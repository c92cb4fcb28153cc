//! Small query helpers over parsed listing markup.

use scraper::{ElementRef, Selector};

use crate::error::{Error, Result};

/// How `contains` checks compare text.
#[derive(Debug, Clone, Copy, PartialEq, Eq)]
pub enum Case {
    Sensitive,
    Insensitive,
}

pub fn selector(css: &str) -> Result<Selector> {
    Selector::parse(css).map_err(|e| Error::Selector(format!("{css}: {e}")))
}

/// Trimmed text content of an element.
pub fn text(el: ElementRef<'_>) -> String {
    el.text().collect::<String>().trim().to_string()
}

/// Trimmed text of the first match of `sel` under `el`, if any.
pub fn first_text(el: ElementRef<'_>, sel: &Selector) -> Option<String> {
    el.select(sel).next().map(text)
}

/// Attribute of the first match of `sel` under `el`.
pub fn first_attr<'a>(el: ElementRef<'a>, sel: &Selector, name: &str) -> Option<&'a str> {
    el.select(sel).next().and_then(|found| found.value().attr(name))
}

/// Text of `el` broken into lines at each `<br>`, trimmed.
///
/// Empty lines before a `<br>` are kept so a line's index matches its position in the
/// markup; trailing empty lines are dropped.
pub fn lines(el: ElementRef<'_>) -> Vec<String> {
    let mut lines = Vec::new();
    let mut current = String::new();
    for node in el.descendants() {
        if let Some(t) = node.value().as_text() {
            current.push_str(t);
        } else if node.value().as_element().is_some_and(|e| e.name() == "br") {
            lines.push(std::mem::take(&mut current));
        }
    }
    lines.push(current);
    let mut lines: Vec<String> = lines.into_iter().map(|l| l.trim().to_string()).collect();
    while lines.last().is_some_and(String::is_empty) {
        lines.pop();
    }
    lines
}

fn contains(haystack: &str, needle: &str, case: Case) -> bool {
    match case {
        Case::Sensitive => haystack.contains(needle),
        Case::Insensitive => haystack.to_lowercase().contains(&needle.to_lowercase()),
    }
}

/// First match of `sel` under `el` whose text contains `needle`.
pub fn find_containing<'a>(
    el: ElementRef<'a>,
    sel: &Selector,
    needle: &str,
    case: Case,
) -> Option<ElementRef<'a>> {
    el.select(sel).find(|found| contains(&text(*found), needle, case))
}

/// Last match of `sel` under `el` whose text contains `needle`.
pub fn find_last_containing<'a>(
    el: ElementRef<'a>,
    sel: &Selector,
    needle: &str,
    case: Case,
) -> Option<ElementRef<'a>> {
    el.select(sel).filter(|found| contains(&text(*found), needle, case)).last()
}
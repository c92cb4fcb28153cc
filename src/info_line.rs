//! Classification of the free-text info line under each movie.
//!
//! The first line looks like `1hr 32min - Rated PG-13 - Action - Trailer - IMDb`, but any
//! of runtime, rating and genre may be missing. An optional second line carries the
//! credits: `Director: Jane Doe - Cast: A, B, C`.

const SEPARATOR: &str = " - ";

#[derive(Debug, Clone, Default, PartialEq, Eq)]
pub struct MovieInfo {
    pub runtime: Option<String>,
    pub rating: Option<String>,
    pub genre: Option<String>,
}

#[derive(Debug, Clone, Default, PartialEq, Eq)]
pub struct Credits {
    pub director: Option<String>,
    pub cast: Option<Vec<String>>,
}

fn is_duration(segment: &str) -> bool {
    segment.contains("hr ") || segment.contains("min")
}

fn is_rated(segment: &str) -> bool {
    segment.contains("Rated")
}

fn is_link_text(segment: &str) -> bool {
    let lower = segment.to_ascii_lowercase();
    lower.contains("imdb") || lower.contains("trailer")
}

fn ascii_only(s: &str) -> String {
    s.chars().filter(char::is_ascii).collect::<String>().trim().to_string()
}

/// Genre candidate: absent when missing or when it is really trailer/IMDb link text.
fn genre_at(segments: &[&str], index: usize) -> Option<String> {
    segments
        .get(index)
        .filter(|s| !is_link_text(s))
        .map(|s| s.trim().to_string())
}

/// Split `line` on `" - "` and classify runtime, rating and genre.
///
/// When the first segment is not a duration it becomes the genre and the remaining
/// segments are dropped.
pub fn parse_info(line: &str) -> MovieInfo {
    let segments: Vec<&str> = line.split(SEPARATOR).map(str::trim).collect();
    let first = segments.first().copied().unwrap_or_default();

    let info = if !is_duration(first) {
        MovieInfo {
            runtime: None,
            rating: None,
            genre: Some(first.to_string()),
        }
    } else {
        let runtime = Some(first.to_string());
        match segments.get(1) {
            Some(second) if is_rated(second) => MovieInfo {
                runtime,
                rating: Some(second.replacen("Rated", "", 1).trim().to_string()),
                genre: genre_at(&segments, 2),
            },
            Some(_) => MovieInfo {
                runtime,
                rating: None,
                genre: genre_at(&segments, 1),
            },
            None => MovieInfo {
                runtime,
                ..MovieInfo::default()
            },
        }
    };

    MovieInfo {
        runtime: info.runtime.as_deref().map(ascii_only),
        rating: info.rating.as_deref().map(ascii_only),
        genre: info.genre.as_deref().map(ascii_only),
    }
}

/// Pull `Director:` and `Cast:` out of the credits line.
pub fn parse_credits(line: &str) -> Credits {
    let mut credits = Credits::default();
    for segment in line.split(SEPARATOR).map(str::trim) {
        if let Some(director) = segment.strip_prefix("Director:") {
            credits.director = Some(director.trim().to_string());
        } else if let Some(cast) = segment.strip_prefix("Cast:") {
            credits.cast = Some(
                cast.split(", ")
                    .map(str::trim)
                    .filter(|name| !name.is_empty())
                    .map(str::to_string)
                    .collect(),
            );
        }
    }
    credits
}
//! Poster lookup on IMDb title pages.

use reqwest::Client;
use scraper::Html;

use crate::config::DEFAULT_USER_AGENT;
use crate::error::Result;
use crate::fetch::get_text;
use crate::markup::{self, selector};

const IMDB_TITLE_URL: &str = "http://www.imdb.com/title/";

#[async_trait::async_trait]
pub trait PosterLookup: Send + Sync {
    /// Poster image URL for an IMDb title id such as `tt0371746`.
    async fn poster(&self, imdb_id: &str) -> Result<Option<String>>;
}

pub struct ImdbPosters {
    client: Client,
    base_url: String,
    user_agent: String,
}

impl ImdbPosters {
    pub fn new(client: Client) -> Self {
        Self {
            client,
            base_url: IMDB_TITLE_URL.to_string(),
            user_agent: DEFAULT_USER_AGENT.to_string(),
        }
    }

    pub fn with_base_url(mut self, base_url: impl Into<String>) -> Self {
        self.base_url = base_url.into();
        self
    }

    pub fn with_user_agent(mut self, user_agent: impl Into<String>) -> Self {
        self.user_agent = user_agent.into();
        self
    }
}

/// `src` of the primary poster image on a title page.
pub fn poster_src(html: &str) -> Result<Option<String>> {
    let doc = Html::parse_document(html);
    let img = selector("#img_primary img")?;
    Ok(markup::first_attr(doc.root_element(), &img, "src")
        .map(str::trim)
        .filter(|src| !src.is_empty())
        .map(str::to_string))
}

#[async_trait::async_trait]
impl PosterLookup for ImdbPosters {
    async fn poster(&self, imdb_id: &str) -> Result<Option<String>> {
        let url = format!("{}{}", self.base_url, imdb_id);
        let body = get_text(&self.client, &url, &self.user_agent, &[]).await?;
        poster_src(&body)
    }
}
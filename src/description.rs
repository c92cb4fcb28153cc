/// Join the visible synopsis with its hidden continuation.
///
/// `toggle` is the text of the collapse control at the end of `expanded` (e.g. `« less`);
/// it is cut off so the label never ends up in the prose.
pub fn reconstruct(primary: &str, expanded: Option<&str>, toggle: Option<&str>) -> String {
    let mut rest = expanded.unwrap_or_default().trim().to_string();
    if let Some(toggle) = toggle.map(str::trim).filter(|t| !t.is_empty()) {
        if let Some(pos) = rest.rfind(toggle) {
            rest.replace_range(pos..pos + toggle.len(), "");
        }
    }

    let joined = match (primary.trim(), rest.trim()) {
        (p, "") => p.to_string(),
        ("", r) => r.to_string(),
        (p, r) => format!("{p} {r}"),
    };
    joined.replace('"', "").trim().to_string()
}
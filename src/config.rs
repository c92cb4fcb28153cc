//! Configuration passed explicitly into every extraction call.

pub const DEFAULT_BASE_URL: &str = "http://google.com/movies";
pub const DEFAULT_USER_AGENT: &str = "showtimes (http://github.com/jonursenbach/showtimes)";
pub const PAGE_SIZE: u32 = 10;

/// Which collection is on the outside of the result.
#[derive(Debug, Clone, Copy, Default, PartialEq, Eq, Hash)]
pub enum Grouping {
    /// Theaters, each with the movies it shows
    #[default]
    ByTheater,
    /// Movies, each with the theaters showing it
    ByMovie,
}

/// Per-request options.
#[derive(Debug, Clone, Copy, Default, PartialEq, Eq)]
pub struct ExtractionConfig {
    /// Days from today; 0 is today
    pub date_offset: i32,
    pub grouping: Grouping,
}

impl ExtractionConfig {
    pub fn new(date_offset: i32, grouping: Grouping) -> Self {
        Self {
            date_offset,
            grouping,
        }
    }
}

/// Settings for talking to the listing source.
#[derive(Debug, Clone)]
pub struct ClientConfig {
    pub base_url: String,
    pub user_agent: String,
    /// Listing blocks per page; page offsets step by this
    pub page_size: u32,
    /// Hard stop for pagination
    pub max_pages: u32,
}

impl Default for ClientConfig {
    fn default() -> Self {
        Self {
            base_url: DEFAULT_BASE_URL.to_string(),
            user_agent: DEFAULT_USER_AGENT.to_string(),
            page_size: PAGE_SIZE,
            max_pages: 50,
        }
    }
}

impl ClientConfig {
    pub fn with_base_url(mut self, base_url: impl Into<String>) -> Self {
        self.base_url = base_url.into();
        self
    }

    pub fn with_user_agent(mut self, user_agent: impl Into<String>) -> Self {
        self.user_agent = user_agent.into();
        self
    }

    pub fn with_max_pages(mut self, max_pages: u32) -> Self {
        self.max_pages = max_pages.max(1);
        self
    }
}
// src/core/vector/similarity.rs

use crate::core::common::OxirecError;

/// Sum of squared coordinate differences between two points of equal length.
///
/// Callers are expected to have checked the lengths already; extra
/// coordinates of the longer slice are ignored. The KD-tree compares these
/// squared values directly, and squares plane offsets before comparing
/// against them, so both sides of every pruning test use the same metric.
#[must_use]
pub fn squared_euclidean_distance(v1: &[f64], v2: &[f64]) -> f64 {
    v1.iter().zip(v2.iter()).map(|(a, b)| (a - b).powi(2)).sum()
}

/// Calculates the Euclidean distance between two vectors.
///
/// # Arguments
///
/// * `v1` - A slice of f64 representing the first vector.
/// * `v2` - A slice of f64 representing the second vector.
///
/// # Returns
///
/// * `Result<f64, OxirecError>` - The Euclidean distance between the two vectors, or an error if
///   the vectors have different dimensions.
///
/// # Errors
///
/// * `OxirecError::InvalidInput` if `v1` and `v2` differ in length.
pub fn euclidean_distance(v1: &[f64], v2: &[f64]) -> Result<f64, OxirecError> {
    if v1.len() != v2.len() {
        return Err(OxirecError::invalid_input(format!(
            "Vector dimension mismatch: dim1 = {}, dim2 = {}",
            v1.len(),
            v2.len()
        )));
    }

    Ok(squared_euclidean_distance(v1, v2).sqrt())
}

---------------

◆ **AIM OF THE TASK**
All lines in the data above from the one with "the credits line." through the one with "Poster image URL" must be repeated exactly, and no others.

◆ **RESULT OF THIS TASK**
/// Pull `Director:` and `Cast:` out of the credits line.
pub fn parse_credits(line: &str) -> Credits {
    let mut credits = Credits::default();
    for segment in line.split(SEPARATOR).map(str::trim) {
        if let Some(director) = segment.strip_prefix("Director:") {
            credits.director = Some(director.trim().to_string());
        } else if let Some(cast) = segment.strip_prefix("Cast:") {
            credits.cast = Some(
                cast.split(", ")
                    .map(str::trim)
                    .filter(|name| !name.is_empty())
                    .map(str::to_string)
                    .collect(),
            );
        }
    }
    credits
}
//! Poster lookup on IMDb title pages.

use reqwest::Client;
use scraper::Html;

use crate::config::DEFAULT_USER_AGENT;
use crate::error::Result;
use crate::fetch::get_text;
use crate::markup::{self, selector};

const IMDB_TITLE_URL: &str = "http://www.imdb.com/title/";

#[async_trait::async_trait]
pub trait PosterLookup: Send + Sync {
    /// Poster image URL for an IMDb title id such as `tt0371746`.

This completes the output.